Peter Stamm hat die Menschen studiert
"Flaneure & Flaneusen": Beim gut besuchten Spaziergang mit dem Schweizer Autor wurde auch im "Kleiderklatsch" gelesen.

Von Silke Beckmann
Ladenburg. Sein 1998 erschienenes Debüt "Agnes" wurde zur Abitur-Pflichtlektüre in Baden-Württemberg, ihm folgten weitere Romane, Erzählungen, Theaterstücke. Nun war der mehrfach preisgekrönte Schweizer Schriftsteller Peter Stamm im Verlauf der Reihe "Flaneure & Flaneusen" zu Gast in Ladenburg. Beim literarischen Spaziergang mit großer Gästeschar sprach er über seinen jüngsten Roman "In einer dunkelblauen Stunde", ließ sich von den Moderatorinnen Carolin Callies und Kristin Wolz aber auch Gedanken zur Sinnhaftigkeit und zu Themenschwerpunkten des Schreibens sowie einen überraschenden literarischen Spoiler entlocken.

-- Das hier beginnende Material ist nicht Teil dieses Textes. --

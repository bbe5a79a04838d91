//! Real-time output of a mixer graph
//!
//! [`AudioDevice`] opens the default output with rodio and plays a source
//! that pulls fixed-size blocks from a [`MixerGraph`]. The graph stays
//! shared: sounds keep adding and steering voices while the device renders.

mod audio_device;

pub use audio_device::AudioDevice;
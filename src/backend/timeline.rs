//! Clock-driven fallback backend
//!
//! Tracks where each sound would be without producing samples: the playhead
//! advances by the frame delta scaled by the sound's effective rate. Useful
//! headless (servers, tests) and wherever no output device exists.

use crate::cache::{AssetCache, Spritemap};
use crate::config::{GlobalSettings, SoundConfig};
use crate::events::SoundEvents;
use crate::manager::SoundBackend;
use crate::sound::{Sound, SoundCore, SoundHandle, SoundMarker};
use crate::{PolyvoiceError, Result};
use parking_lot::Mutex;
use std::sync::{Arc, Weak};
use tracing::debug;

/// Sound whose position follows the frame clock.
#[derive(Debug)]
pub struct TimelineSound {
    core: SoundCore,
    /// Position inside the current segment, seconds
    playhead: f64,
    /// Start delay still to wait, seconds
    delay_remaining: f64,
}

impl TimelineSound {
    /// Create a sound `duration` seconds long
    pub fn new(key: &str, config: SoundConfig, duration: f64, globals: &GlobalSettings) -> Self {
        Self {
            core: SoundCore::new(key, config, duration, globals),
            playhead: 0.0,
            delay_remaining: 0.0,
        }
    }

    /// Shared state
    pub fn core(&self) -> &SoundCore {
        &self.core
    }

    /// Position inside the current segment, seconds
    pub fn seek(&self) -> f64 {
        self.playhead
    }

    /// Move the playhead inside the current segment
    pub fn set_seek(&mut self, seconds: f64) {
        self.playhead = seconds.clamp(0.0, self.core.duration());
        self.core.set_seek(self.playhead);
    }

    /// Start delay still to wait, seconds
    pub fn delay_remaining(&self) -> f64 {
        self.delay_remaining
    }

    /// Per-sound volume
    pub fn set_volume(&mut self, volume: f32) {
        self.core.set_volume(volume);
    }

    /// Per-sound mute
    pub fn set_mute(&mut self, mute: bool) {
        self.core.set_mute(mute);
    }

    /// Per-sound rate
    pub fn set_rate(&mut self, rate: f64) {
        self.core.set_rate(rate);
    }

    /// Per-sound detune in cents
    pub fn set_detune(&mut self, detune: f64) {
        self.core.set_detune(detune);
    }

    /// Per-sound looping
    pub fn set_loop(&mut self, looping: bool) {
        self.core.set_loop(looping);
    }

    /// Gain the sound would be heard at
    pub fn gain(&self) -> f32 {
        self.core.effective_volume()
    }

    fn rewind(&mut self) {
        self.playhead = 0.0;
        self.delay_remaining = 0.0;
    }
}

impl Sound for TimelineSound {
    fn key(&self) -> &str {
        self.core.key()
    }

    fn is_pending_remove(&self) -> bool {
        self.core.is_pending_remove()
    }

    fn is_playing(&self) -> bool {
        self.core.is_playing()
    }

    fn is_paused(&self) -> bool {
        self.core.is_paused()
    }

    fn play(&mut self, marker: Option<&str>, config: Option<&SoundConfig>) -> Result<bool> {
        if !self.core.play(marker, config)? {
            return Ok(false);
        }
        let current = self.core.current_config();
        self.playhead = current.seek.clamp(0.0, self.core.duration());
        self.delay_remaining = current.delay.max(0.0);
        Ok(true)
    }

    fn pause(&mut self) -> bool {
        self.core.pause()
    }

    fn resume(&mut self) -> bool {
        self.core.resume()
    }

    fn stop(&mut self) -> bool {
        let stopped = self.core.stop();
        if stopped {
            self.rewind();
        }
        stopped
    }

    fn destroy(&mut self) {
        self.core.destroy();
        self.rewind();
    }

    fn update(&mut self, _time: f64, delta: f64) {
        if !self.core.is_playing() {
            return;
        }

        let mut elapsed = (delta / 1000.0).max(0.0);
        if self.delay_remaining > 0.0 {
            let waited = elapsed.min(self.delay_remaining);
            self.delay_remaining -= waited;
            elapsed -= waited;
        }

        self.playhead += elapsed * self.core.total_rate().max(0.0);

        let duration = self.core.duration();
        if self.playhead < duration {
            return;
        }
        if self.core.current_config().looping && duration > 0.0 {
            self.playhead %= duration;
            self.core.looped();
        } else {
            self.playhead = duration;
            self.core.complete();
        }
    }

    fn calculate_rate(&mut self, globals: &GlobalSettings) {
        self.core.calculate_rate(globals);
    }

    fn add_marker(&mut self, marker: SoundMarker) -> bool {
        self.core.add_marker(marker)
    }

    fn spritemap(&self) -> Option<&Spritemap> {
        self.core.spritemap()
    }

    fn set_spritemap(&mut self, spritemap: Spritemap) {
        self.core.set_spritemap(spritemap);
    }

    fn events_mut(&mut self) -> &mut SoundEvents {
        self.core.events_mut()
    }
}

/// Factory for [`TimelineSound`]s.
///
/// Focus loss suspends every playing sound without notifying its listeners;
/// focus gain resumes the ones still suspended.
#[derive(Debug, Default)]
pub struct TimelineBackend {
    suspended: Vec<Weak<Mutex<TimelineSound>>>,
}

impl TimelineBackend {
    /// Create a backend
    pub fn new() -> Self {
        Self::default()
    }

    /// Number of sounds suspended by focus loss
    pub fn suspended_count(&self) -> usize {
        self.suspended.iter().filter(|s| s.strong_count() > 0).count()
    }

    fn refresh_globals<F>(active: &[SoundHandle<TimelineSound>], apply: F)
    where
        F: Fn(&mut GlobalSettings),
    {
        for handle in active {
            let mut sound = handle.lock();
            let mut globals = *sound.core.globals();
            apply(&mut globals);
            sound.core.set_globals(&globals);
        }
    }
}

impl SoundBackend for TimelineBackend {
    type Sound = TimelineSound;

    fn create(
        &mut self,
        cache: &dyn AssetCache,
        key: &str,
        config: &SoundConfig,
        globals: &GlobalSettings,
    ) -> Result<TimelineSound> {
        let clip = cache
            .clip(key)
            .ok_or_else(|| PolyvoiceError::asset_not_found(key))?;
        Ok(TimelineSound::new(key, config.clone(), clip.duration(), globals))
    }

    fn on_blur(&mut self, active: &[SoundHandle<TimelineSound>]) {
        for handle in active {
            if handle.lock().core.suspend() {
                self.suspended.push(Arc::downgrade(handle));
            }
        }
        debug!(suspended = self.suspended.len(), "timeline suspended");
    }

    fn on_focus(&mut self, _active: &[SoundHandle<TimelineSound>]) {
        let mut resumed = 0;
        for weak in self.suspended.drain(..) {
            let Some(handle) = weak.upgrade() else {
                continue;
            };
            let mut sound = handle.lock();
            if !sound.is_pending_remove() && sound.core.unsuspend() {
                resumed += 1;
            }
        }
        debug!(resumed, "timeline resumed");
    }

    fn set_mute(&mut self, mute: bool, active: &[SoundHandle<TimelineSound>]) {
        Self::refresh_globals(active, |g| g.mute = mute);
    }

    fn set_volume(&mut self, volume: f32, active: &[SoundHandle<TimelineSound>]) {
        Self::refresh_globals(active, |g| g.volume = volume);
    }

    fn destroy(&mut self) {
        self.suspended.clear();
    }
}
//! Sound capability
//!
//! A [`Sound`] is one playable voice created from an asset key. Backends
//! implement the trait; the [`SoundManager`](crate::SoundManager) only talks
//! to sounds through it. Most backends build on [`SoundCore`], which carries
//! the shared per-sound state machine (markers, play/pause/resume/stop,
//! effective rate).

mod state;

pub use self::state::{SoundCore, VoiceFlags};

use crate::cache::Spritemap;
use crate::config::{GlobalSettings, SoundConfig};
use crate::events::SoundEvents;
use crate::Result;
use parking_lot::Mutex;
use serde::{Deserialize, Serialize};
use std::sync::Arc;
use tracing::warn;

/// Shared handle to a registered sound. Registry identity is pointer
/// identity (`Arc::ptr_eq`).
pub type SoundHandle<S> = Arc<Mutex<S>>;

/// Upper bound on delivery rounds for one sound; listeners that keep
/// producing events beyond this are deferred to the next delivery.
const MAX_DELIVERY_ROUNDS: usize = 8;

/// Named, time-bounded region of a sound (seconds).
#[derive(Debug, Clone, PartialEq, Serialize, Deserialize)]
pub struct SoundMarker {
    /// Marker name, unique per sound
    pub name: String,
    /// Region start
    #[serde(default)]
    pub start: f64,
    /// Region length; defaults to the rest of the sound
    #[serde(default)]
    pub duration: Option<f64>,
    /// Playback settings used when the marker is played
    #[serde(default)]
    pub config: Option<SoundConfig>,
}

impl SoundMarker {
    /// Marker covering `duration` seconds from `start`
    pub fn new(name: impl Into<String>, start: f64, duration: f64) -> Self {
        Self {
            name: name.into(),
            start,
            duration: Some(duration),
            config: None,
        }
    }

    /// Attach playback settings
    pub fn with_config(mut self, config: SoundConfig) -> Self {
        self.config = Some(config);
        self
    }
}

/// One playable voice.
///
/// Times passed to [`update`](Sound::update) are milliseconds; marker and
/// seek positions are seconds. Sounds never reach into the manager: the
/// global settings they depend on arrive as a snapshot through
/// [`calculate_rate`](Sound::calculate_rate).
pub trait Sound: Send + 'static {
    /// Asset key the sound was created from
    fn key(&self) -> &str;

    /// Set once the sound is destroyed; the manager reaps it on its next update
    fn is_pending_remove(&self) -> bool;

    /// True while playing
    fn is_playing(&self) -> bool;

    /// True while paused
    fn is_paused(&self) -> bool;

    /// Start playback, optionally at a registered marker and with explicit
    /// settings. Returns `Ok(false)` if the sound refused to start (e.g. it
    /// was destroyed) and an error for an unknown marker.
    fn play(&mut self, marker: Option<&str>, config: Option<&SoundConfig>) -> Result<bool>;

    /// Pause playback. Returns whether the state changed.
    fn pause(&mut self) -> bool;

    /// Resume paused playback. Returns whether the state changed.
    fn resume(&mut self) -> bool;

    /// Stop playback. Returns whether the state changed.
    fn stop(&mut self) -> bool;

    /// Release backend resources and mark the sound for removal. Idempotent.
    fn destroy(&mut self);

    /// Per-frame tick
    fn update(&mut self, time: f64, delta: f64);

    /// Recompute the effective playback rate from the global settings and
    /// the sound's own rate/detune
    fn calculate_rate(&mut self, globals: &GlobalSettings);

    /// Register a marker. Returns `false` for an empty or duplicate name.
    fn add_marker(&mut self, marker: SoundMarker) -> bool;

    /// Sprite metadata attached to an audio sprite sound
    fn spritemap(&self) -> Option<&Spritemap>;

    /// Attach sprite metadata
    fn set_spritemap(&mut self, spritemap: Spritemap);

    /// Event mailbox of the sound
    fn events_mut(&mut self) -> &mut SoundEvents;
}

/// Deliver every queued event of `sound` to its listeners.
///
/// Listeners receive the sound itself, so they may change its state (a
/// completion listener may destroy it); events queued by listeners are
/// delivered in follow-up rounds. Returns the number of listener calls.
pub fn deliver_events<S: Sound>(sound: &mut S) -> usize {
    let mut delivered = 0;
    let mut rounds = 0;
    loop {
        let (queued, mut listeners) = sound.events_mut().detach();
        if queued.is_empty() {
            sound.events_mut().reattach(listeners);
            break;
        }
        for event in &queued {
            delivered += listeners.emit_with(event, sound);
        }
        sound.events_mut().reattach(listeners);

        rounds += 1;
        if rounds == MAX_DELIVERY_ROUNDS {
            if !sound.events_mut().pending().is_empty() {
                warn!(
                    key = sound.key(),
                    "sound listeners keep queueing events; deferring the rest"
                );
            }
            break;
        }
    }
    sound.events_mut().release_if_closed();
    delivered
}
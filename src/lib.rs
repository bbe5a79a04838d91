//! Multi-voice sound manager for game loops
//!
//! Coordinates many concurrently playing sounds inside an application's
//! frame loop. The [`SoundManager`] owns the registry of live sounds, pushes
//! global settings (mute, volume, rate, detune) to every sound, reaps and
//! ticks sounds once per frame, and pauses/resumes playback when the
//! application loses or regains focus.
//!
//! Playback itself is delegated to a [`SoundBackend`], injected at
//! construction. Two backends ship with the crate:
//! - [`backend::mixer`]: a software audio graph with a master bus that renders
//!   interleaved samples (optionally streamed to the sound card)
//! - [`backend::timeline`]: a clock-driven fallback that tracks playback
//!   position without producing samples
//!
//! # Crate feature flags
//! - `mixer` (default): Audio-graph backend (`backend::mixer`)
//! - `timeline` (default): Clock-driven fallback backend (`backend::timeline`)
//! - `streaming` (opt-in): Real-time audio output (enables optional `rodio` dep)
//! - `export-wav` (opt-in): Offline WAV rendering (enables optional `hound` dep)
//!
//! # Quick start
//! ```no_run
//! # #[cfg(feature = "timeline")]
//! # {
//! use std::sync::Arc;
//! use polyvoice::backend::timeline::TimelineBackend;
//! use polyvoice::{AudioCache, AudioClip, GameContext, ManagerConfig, SoundManager};
//!
//! let cache = Arc::new(AudioCache::new());
//! cache.insert_clip("laser", AudioClip::tone(880.0, 0.25, 44_100));
//!
//! let mut game = GameContext::new(cache);
//! let mut sounds = SoundManager::new(&mut game, TimelineBackend::new(), ManagerConfig::default());
//!
//! sounds.play("laser", None).unwrap();
//! sounds.update(16.0, 16.0);
//! # }
//! ```

#![warn(missing_docs)]

pub mod backend; // Playback Backends
pub mod cache; // Asset Cache Boundary
pub mod config; // Settings & Configuration
pub mod events; // Event Channels
#[cfg(feature = "export-wav")]
pub mod export; // Offline Rendering
pub mod manager; // Sound Manager
pub mod signals; // Application Focus Signals
pub mod sound; // Sound Capability
#[cfg(feature = "streaming")]
pub mod streaming; // Audio Output

/// Error types for sound manager operations
#[derive(thiserror::Error, Debug)]
pub enum PolyvoiceError {
    /// No audio data is cached under the requested key
    #[error("Audio asset not found: {0}")]
    AssetNotFound(String),

    /// The key has audio data but no sprite metadata
    #[error("Audio sprite metadata not found: {0}")]
    SpriteNotFound(String),

    /// Sprite metadata could not be interpreted
    #[error("Invalid audio sprite data for '{key}': {reason}")]
    InvalidSpriteData {
        /// Asset key of the sprite
        key: String,
        /// What was wrong with it
        reason: String,
    },

    /// Playback was requested at a marker the sound never registered
    #[error("Marker '{marker}' not found on sound '{key}'")]
    MarkerNotFound {
        /// Asset key of the sound
        key: String,
        /// Requested marker name
        marker: String,
    },

    /// Invalid configuration
    #[error("Invalid configuration: {0}")]
    Config(String),

    /// Audio device error
    #[error("Audio device error: {0}")]
    AudioDevice(String),

    /// Error writing rendered audio
    #[error("Export error: {0}")]
    Export(String),

    /// IO error from filesystem or device
    #[error("IO error: {0}")]
    Io(#[from] std::io::Error),

    /// JSON (de)serialization error
    #[error("JSON error: {0}")]
    Json(#[from] serde_json::Error),

    /// Generic error
    #[error("{0}")]
    Other(String),
}

impl PolyvoiceError {
    /// Creates an asset-not-found error
    pub fn asset_not_found(key: impl Into<String>) -> Self {
        PolyvoiceError::AssetNotFound(key.into())
    }

    /// Creates an invalid sprite data error
    pub fn invalid_sprite(key: impl Into<String>, reason: impl Into<String>) -> Self {
        PolyvoiceError::InvalidSpriteData {
            key: key.into(),
            reason: reason.into(),
        }
    }

    /// Creates a marker-not-found error
    pub fn marker_not_found(key: impl Into<String>, marker: impl Into<String>) -> Self {
        PolyvoiceError::MarkerNotFound {
            key: key.into(),
            marker: marker.into(),
        }
    }
}

impl From<String> for PolyvoiceError {
    /// Converts a String into `PolyvoiceError::Other`.
    ///
    /// Prefer the specific variants (`AssetNotFound`, `MarkerNotFound`, ...)
    /// where the failure has a known cause; callers match on them.
    fn from(msg: String) -> Self {
        PolyvoiceError::Other(msg)
    }
}

impl From<&str> for PolyvoiceError {
    fn from(msg: &str) -> Self {
        PolyvoiceError::Other(msg.to_string())
    }
}

/// Result type for sound manager operations
pub type Result<T> = std::result::Result<T, PolyvoiceError>;

// Public API exports
pub use cache::{AssetCache, AudioCache, AudioClip, AudioSprite, SpriteEntry, Spritemap};
pub use config::{GlobalSettings, ManagerConfig, SoundConfig};
pub use events::{
    Event, EventChannel, ListenerId, ManagerEvent, ManagerEventKind, SoundEvent, SoundEventKind,
    SoundEvents,
};
pub use manager::{PlayExtra, SoundBackend, SoundManager};
pub use signals::{AppSignal, AppSignals, GameContext, SignalReceiver};
pub use sound::{deliver_events, Sound, SoundCore, SoundHandle, SoundMarker, VoiceFlags};

#[cfg(feature = "mixer")]
pub use backend::mixer::{MixerBackend, MixerConfig, MixerGraph, MixerSound, VoiceParams};
#[cfg(feature = "timeline")]
pub use backend::timeline::{TimelineBackend, TimelineSound};
#[cfg(feature = "export-wav")]
pub use export::render_to_wav;
#[cfg(feature = "streaming")]
pub use streaming::AudioDevice;
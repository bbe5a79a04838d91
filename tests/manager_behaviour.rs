use std::sync::Arc;

use approx::assert_relative_eq;
use parking_lot::Mutex;
use polyvoice::cache::Spritemap;
use polyvoice::events::{ManagerEvent, SoundEventKind, SoundEvents};
use polyvoice::{
    AssetCache, AudioCache, AudioClip, GameContext, GlobalSettings, ManagerConfig, PlayExtra,
    PolyvoiceError, Result, Sound, SoundBackend, SoundConfig, SoundCore, SoundHandle,
    SoundManager, SoundMarker,
};

type CallLog = Arc<Mutex<Vec<String>>>;

/// Sound that records every call the manager makes on it
#[derive(Debug)]
struct RecordingSound {
    id: usize,
    core: SoundCore,
    log: CallLog,
    destroy_during_update: bool,
}

impl RecordingSound {
    fn record(&self, call: &str) {
        self.log.lock().push(format!("{call}:{}", self.id));
    }

    fn finish(&mut self) {
        self.core.complete();
    }
}

impl Sound for RecordingSound {
    fn key(&self) -> &str {
        self.core.key()
    }

    fn is_pending_remove(&self) -> bool {
        self.core.is_pending_remove()
    }

    fn is_playing(&self) -> bool {
        self.core.is_playing()
    }

    fn is_paused(&self) -> bool {
        self.core.is_paused()
    }

    fn play(&mut self, marker: Option<&str>, config: Option<&SoundConfig>) -> Result<bool> {
        self.record("play");
        self.core.play(marker, config)
    }

    fn pause(&mut self) -> bool {
        self.record("pause");
        self.core.pause()
    }

    fn resume(&mut self) -> bool {
        self.record("resume");
        self.core.resume()
    }

    fn stop(&mut self) -> bool {
        self.record("stop");
        self.core.stop()
    }

    fn destroy(&mut self) {
        self.record("destroy");
        self.core.destroy();
    }

    fn update(&mut self, _time: f64, _delta: f64) {
        self.record("update");
        if self.destroy_during_update {
            self.core.destroy();
        }
    }

    fn calculate_rate(&mut self, globals: &GlobalSettings) {
        self.record("rate");
        self.core.calculate_rate(globals);
    }

    fn add_marker(&mut self, marker: SoundMarker) -> bool {
        self.core.add_marker(marker)
    }

    fn spritemap(&self) -> Option<&Spritemap> {
        self.core.spritemap()
    }

    fn set_spritemap(&mut self, spritemap: Spritemap) {
        self.core.set_spritemap(spritemap);
    }

    fn events_mut(&mut self) -> &mut SoundEvents {
        self.core.events_mut()
    }
}

#[derive(Default)]
struct RecordingBackend {
    log: CallLog,
    created: usize,
}

impl SoundBackend for RecordingBackend {
    type Sound = RecordingSound;

    fn create(
        &mut self,
        cache: &dyn AssetCache,
        key: &str,
        config: &SoundConfig,
        globals: &GlobalSettings,
    ) -> Result<RecordingSound> {
        let clip = cache
            .clip(key)
            .ok_or_else(|| PolyvoiceError::asset_not_found(key))?;
        let id = self.created;
        self.created += 1;
        Ok(RecordingSound {
            id,
            core: SoundCore::new(key, config.clone(), clip.duration(), globals),
            log: Arc::clone(&self.log),
            destroy_during_update: false,
        })
    }

    fn on_blur(&mut self, active: &[SoundHandle<RecordingSound>]) {
        self.log.lock().push(format!("blur:{}", active.len()));
    }

    fn on_focus(&mut self, active: &[SoundHandle<RecordingSound>]) {
        self.log.lock().push(format!("focus:{}", active.len()));
    }

    fn set_mute(&mut self, mute: bool, active: &[SoundHandle<RecordingSound>]) {
        self.log.lock().push(format!("mute={mute}:{}", active.len()));
    }

    fn set_volume(&mut self, volume: f32, active: &[SoundHandle<RecordingSound>]) {
        self.log.lock().push(format!("volume={volume}:{}", active.len()));
    }

    fn destroy(&mut self) {
        self.log.lock().push("backend-destroy".to_string());
    }
}

const SPRITE_JSON: &str = r#"{
    "resources": ["sfx.ogg"],
    "spritemap": {
        "coin": { "start": 0.0, "end": 0.25 },
        "jump": { "start": 0.5, "end": 0.9, "loop": true }
    }
}"#;

struct Fixture {
    game: GameContext,
    sounds: SoundManager<RecordingBackend>,
    log: CallLog,
    events: Arc<Mutex<Vec<ManagerEvent>>>,
}

fn fixture() -> Fixture {
    let cache = Arc::new(AudioCache::new());
    for key in ["x", "y", "sfx"] {
        cache.insert_clip(key, AudioClip::silence(1.0, 1000));
    }
    cache.insert_sprite_json("sfx", SPRITE_JSON).unwrap();

    let backend = RecordingBackend::default();
    let log = Arc::clone(&backend.log);
    let mut game = GameContext::new(cache);
    let mut sounds = SoundManager::new(&mut game, backend, ManagerConfig::default());

    let events = Arc::new(Mutex::new(Vec::new()));
    let sink = Arc::clone(&events);
    sounds
        .events_mut()
        .on_any(move |event: &ManagerEvent| sink.lock().push(*event));

    Fixture {
        game,
        sounds,
        log,
        events,
    }
}

fn calls(log: &CallLog, call: &str) -> Vec<String> {
    let prefix = format!("{call}:");
    log.lock()
        .iter()
        .filter(|entry| entry.starts_with(&prefix))
        .cloned()
        .collect()
}

fn id_of(handle: &SoundHandle<RecordingSound>) -> usize {
    handle.lock().id
}

#[test]
fn remove_by_key_removes_every_match() {
    let mut f = fixture();
    f.sounds.add("x", None).unwrap();
    let y = f.sounds.add("y", None).unwrap();
    f.sounds.add("x", None).unwrap();

    assert_eq!(f.sounds.remove_by_key("x"), 2);
    assert_eq!(f.sounds.len(), 1);
    assert!(Arc::ptr_eq(&f.sounds.sounds()[0], &y));
    assert_eq!(calls(&f.log, "destroy"), vec!["destroy:2", "destroy:0"]);
    assert_eq!(f.sounds.remove_by_key("x"), 0);
}

#[test]
fn remove_reports_whether_the_sound_was_registered() {
    let mut f = fixture();
    let sound = f.sounds.add("x", None).unwrap();

    assert!(f.sounds.remove(&sound));
    assert!(!f.sounds.remove(&sound));
    assert!(f.sounds.is_empty());
    assert_eq!(calls(&f.log, "destroy").len(), 1);
    assert!(sound.lock().is_pending_remove());
}

#[test]
fn registry_size_tracks_adds_removes_and_auto_destroys() {
    let mut f = fixture();
    let handles: Vec<_> = (0..5).map(|_| f.sounds.add("x", None).unwrap()).collect();
    f.sounds.remove(&handles[1]);
    f.sounds.remove(&handles[3]);
    f.sounds.play("y", None).unwrap();
    assert_eq!(f.sounds.len(), 4);

    let forgotten = f.sounds.get("y").unwrap();
    forgotten.lock().finish();
    f.sounds.update(0.0, 16.0);
    assert_eq!(f.sounds.len(), 3);

    let registered = f.sounds.sounds();
    for (i, a) in registered.iter().enumerate() {
        for b in &registered[i + 1..] {
            assert!(!Arc::ptr_eq(a, b), "a sound is registered twice");
        }
    }
}

#[test]
fn rate_change_recalculates_active_sounds_only() {
    let mut f = fixture();
    let a = f.sounds.add("x", None).unwrap();
    let b = f.sounds.add("x", None).unwrap();
    let gone = f.sounds.add("x", None).unwrap();
    gone.lock().destroy();

    f.sounds.set_rate(2.0);

    assert_eq!(
        calls(&f.log, "rate"),
        vec![format!("rate:{}", id_of(&a)), format!("rate:{}", id_of(&b))]
    );
    assert_eq!(f.sounds.rate(), 2.0);
    assert_eq!(*f.events.lock(), vec![ManagerEvent::Rate(2.0)]);
    assert_relative_eq!(a.lock().core.total_rate(), 2.0);
}

#[test]
fn detune_change_recalculates_and_reports_unclamped_value() {
    let mut f = fixture();
    let a = f.sounds.add("x", None).unwrap();

    f.sounds.set_detune(2400.0);

    assert_eq!(f.sounds.detune(), 2400.0);
    assert_eq!(*f.events.lock(), vec![ManagerEvent::Detune(2400.0)]);
    // per-sound rate clamps the combined detune at one octave
    assert_relative_eq!(a.lock().core.total_rate(), 2.0, epsilon = 1e-9);
}

#[test]
fn bulk_controls_touch_active_sounds_and_emit_once() {
    let mut f = fixture();
    let mut handles = Vec::new();
    for _ in 0..4 {
        let sound = f.sounds.add("x", None).unwrap();
        sound.lock().play(None, None).unwrap();
        handles.push(sound);
    }
    handles[2].lock().destroy();

    f.sounds.pause_all();
    assert_eq!(calls(&f.log, "pause"), vec!["pause:0", "pause:1", "pause:3"]);
    assert_eq!(*f.events.lock(), vec![ManagerEvent::Pause]);

    f.sounds.resume_all();
    f.sounds.stop_all();
    assert_eq!(calls(&f.log, "resume").len(), 3);
    assert_eq!(calls(&f.log, "stop").len(), 3);
    assert_eq!(
        *f.events.lock(),
        vec![ManagerEvent::Pause, ManagerEvent::Resume, ManagerEvent::Stop]
    );
    assert!(!f.sounds.is_playing(None));
}

#[test]
fn bulk_controls_and_update_accept_empty_registry() {
    let mut f = fixture();
    f.sounds.pause_all();
    f.sounds.resume_all();
    f.sounds.stop_all();
    f.sounds.update(0.0, 16.0);
    assert_eq!(f.events.lock().len(), 3);
    assert!(f.sounds.is_empty());
}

Es war eine kurzweilige Veranstaltung. Der sympathische Autor antwortete stets bedacht, aber durchaus mit Humor, und so gab es für die mit Funkkopfhörern ausgestatteten "Mitläufer" immer wieder einiges zu lachen. Von Ermüdungserscheinungen nach insgesamt fast 2000 Lesungen keine Spur: "Ich mach’s gern, es macht mir Spaß", so Stamm.

Auch die Lesestation war ganz neu im Programm: Andrea Kersebohm und Jasmin Fakhani hatten eigens ihr Café "Kleiderklatsch", wo Peter Stamm aus dem Fenster heraus Passagen las, länger geöffnet, und auch nach Abschluss bestand dort die Möglichkeit, den später allerdings ausgesprochen stürmisch-nassen Abend ausklingen zu lassen.
Seine Studienfächer, nämlich Anglistik, Psychologie und Psychopathologie, hatte Stamm einst in Hinblick aufs Schreiben gewählt, bald aber gemerkt: "Ich muss Menschen studieren." Zuvor, in der Schulzeit, war das Lesen sein großer Favorit – und groß das Erstaunen, dass es nicht allen so ging. Allerdings habe man die Schüler "oft lange mit den Büchern gequält", es hätte seiner Ansicht nach insgesamt mehr Lektüren geben sollen.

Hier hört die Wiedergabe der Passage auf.